Arnolda, Edgara, Elżbiety , 8 lipca 2025

Mundial 2014: Batalia wielkich przegranych

2014-07-12, Sport

W sobotni wieczór na brazylijskim mundialu rozstrzygnie się pierwszy akt rywalizacji o medale. Podstawowe pytanie brzmi jednak: czy piłkarze Brazylii i Holandii, mający wcześniej ogromne apetyty na złoto, potrafią odnaleźć w sobie instynkt wojowników w potyczce o brąz?

medium_news_header_8098.jpg

W przypadku Holendrów, sprawa wydaje się mniej skomplikowana, bo wystarczy uwolnić ich ze sztywnego gorsetu taktycznego, by wróciła w ich szeregi charakterystyczna skłonność do gry ofensywnej, fantazja i radość z gry.
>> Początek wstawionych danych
//! Typed storage adapters over the key-value store.
//!
//! Each adapter owns one persisted key and its JSON encoding; nothing else in
//! the crate reads or writes those keys.

use serde::Serialize;
use serde::de::DeserializeOwned;
use std::sync::Arc;

use crate::kv::KeyValueStore;
pub use crate::kv::StorageError;
use crate::models::{SavedLook, UserProfile, prepend_capped};

/// Persisted keys
pub mod keys {
    /// Signed-in user profile (JSON object)
    pub const USER: &str = "zyora:user";
    /// Legacy generation counter, only ever cleared
    pub const LOOKS_COUNT: &str = "zyora:looks:count";
    /// Saved looks (JSON array, newest first)
    pub const SAVED_LOOKS: &str = "zyora:saved_looks";
    /// Developer-mode flag (`"true"` / `"false"`)
    pub const DEV_MODE: &str = "zyora:dev_mode";

    /// Every key the app owns
    pub const ALL: &[&str] = &[USER, LOOKS_COUNT, SAVED_LOOKS, DEV_MODE];
}

async fn read_json<T: DeserializeOwned>(
    kv: &dyn KeyValueStore,
    key: &str,
) -> Result<Option<T>, StorageError> {
    match kv.get(key).await? {
        Some(raw) => serde_json::from_str(&raw)
            .map(Some)
            .map_err(|source| StorageError::Serialization {
                key: key.to_string(),
                source,
            }),
        None => Ok(None),
    }
}

async fn write_json<T: Serialize + ?Sized>(
    kv: &dyn KeyValueStore,
    key: &str,
    value: &T,
) -> Result<(), StorageError> {
    let raw = serde_json::to_string(value).map_err(|source| StorageError::Serialization {
        key: key.to_string(),
        source,
    })?;
    kv.set(key, &raw).await
}

/// All adapters over one key-value store
#[derive(Clone)]
pub struct Storage {
    kv: Arc<dyn KeyValueStore>,
}

impl Storage {
    /// Wrap a key-value store
    pub fn new(kv: Arc<dyn KeyValueStore>) -> Self {
        Self { kv }
    }

    /// User profile adapter
    pub fn user(&self) -> UserStorage {
        UserStorage {
            kv: Arc::clone(&self.kv),
        }
    }

    /// Saved looks adapter
    pub fn looks(&self) -> LooksStorage {
        LooksStorage {
            kv: Arc::clone(&self.kv),
        }
    }

    /// Developer-mode adapter
    pub fn dev_mode(&self) -> DevModeStorage {
        DevModeStorage {
            kv: Arc::clone(&self.kv),
        }
    }

    /// Remove every key the app owns
    pub async fn clear_all_data(&self) -> Result<(), StorageError> {
        self.kv.multi_remove(keys::ALL).await
    }
}

/// Persisted user profile
#[derive(Clone)]
pub struct UserStorage {
    kv: Arc<dyn KeyValueStore>,
}

impl UserStorage {
    /// Store the profile
    pub async fn save(&self, user: &UserProfile) -> Result<(), StorageError> {
        write_json(self.kv.as_ref(), keys::USER, user).await
    }

    /// Load the profile, if any
    pub async fn get(&self) -> Result<Option<UserProfile>, StorageError> {
        read_json(self.kv.as_ref(), keys::USER).await
    }

    /// Forget the profile
    pub async fn remove(&self) -> Result<(), StorageError> {
        self.kv.remove(keys::USER).await
    }

    /// Overwrite the stored quota; no-op when nobody is stored
    pub async fn update_quota(&self, quota: u32) -> Result<(), StorageError> {
        if let Some(mut user) = self.get().await? {
            user.quota = quota;
            self.save(&user).await?;
        }
        Ok(())
    }
}

/// Persisted saved-looks gallery
#[derive(Clone)]
pub struct LooksStorage {
    kv: Arc<dyn KeyValueStore>,
}

impl LooksStorage {
    /// Prepend a look, keeping the newest [`crate::models::MAX_SAVED_LOOKS`]
    ///
    /// Read-modify-write of the whole list: concurrent callers can lose an
    /// update.
    pub async fn save(&self, look: &SavedLook) -> Result<(), StorageError> {
        let mut looks = self.get_all().await?;
        prepend_capped(&mut looks, look.clone());
        write_json(self.kv.as_ref(), keys::SAVED_LOOKS, &looks).await
    }

    /// Load every saved look, newest first
    pub async fn get_all(&self) -> Result<Vec<SavedLook>, StorageError> {
        Ok(read_json(self.kv.as_ref(), keys::SAVED_LOOKS)
            .await?
            .unwrap_or_default())
    }

    /// Drop the look with `id`; absent ids leave the list unchanged
    pub async fn remove(&self, id: &str) -> Result<(), StorageError> {
        let looks = self.get_all().await?;
        let filtered: Vec<SavedLook> = looks.into_iter().filter(|l| l.id != id).collect();
        write_json(self.kv.as_ref(), keys::SAVED_LOOKS, &filtered).await
    }

    /// Forget every saved look
    pub async fn clear(&self) -> Result<(), StorageError> {
        self.kv.remove(keys::SAVED_LOOKS).await
    }
}

/// Persisted developer-mode flag
#[derive(Clone)]
pub struct DevModeStorage {
    kv: Arc<dyn KeyValueStore>,
}

impl DevModeStorage {
    /// Only the literal `"true"` counts as enabled
    pub async fn is_enabled(&self) -> Result<bool, StorageError> {
        Ok(self.kv.get(keys::DEV_MODE).await?.as_deref() == Some("true"))
    }

    /// Store the flag
    pub async fn set_enabled(&self, enabled: bool) -> Result<(), StorageError> {
        self.kv
            .set(keys::DEV_MODE, if enabled { "true" } else { "false" })
            .await
    }

    /// Forget the flag; reads as disabled afterwards
    pub async fn remove(&self) -> Result<(), StorageError> {
        self.kv.remove(keys::DEV_MODE).await
    }
}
To przecież ten kraj,  jako pierwszy, zaprezentował światu futbol totalny, na swoich boiskach wychował takie gwiazdy światowego futbolu, jak: Johann Cruijff, Johann Neeskens, Arie Haan, Marc Overmars, Ruud Gullit, Frank Rijkaard, Marco van Basten, Patrick Kluivert, Dennis Bergkamp, Ruud van Nistelrooy, Clarence Seedorf, czy Arjen Robben, nie mówiąc już o cenionej w świecie holenderskiej myśli szkoleniowej!

Dlatego jestem pewien, że jeśli tylko selekcjoner Louis van Gaal nie będzie zbytnio przeszkadzał swoim piłkarzom, da szansę kilku młodym i głodnym sukcesu, a także miejsce na inwencję w grze, Oranjes poradzą sobie z Brazylijczykami.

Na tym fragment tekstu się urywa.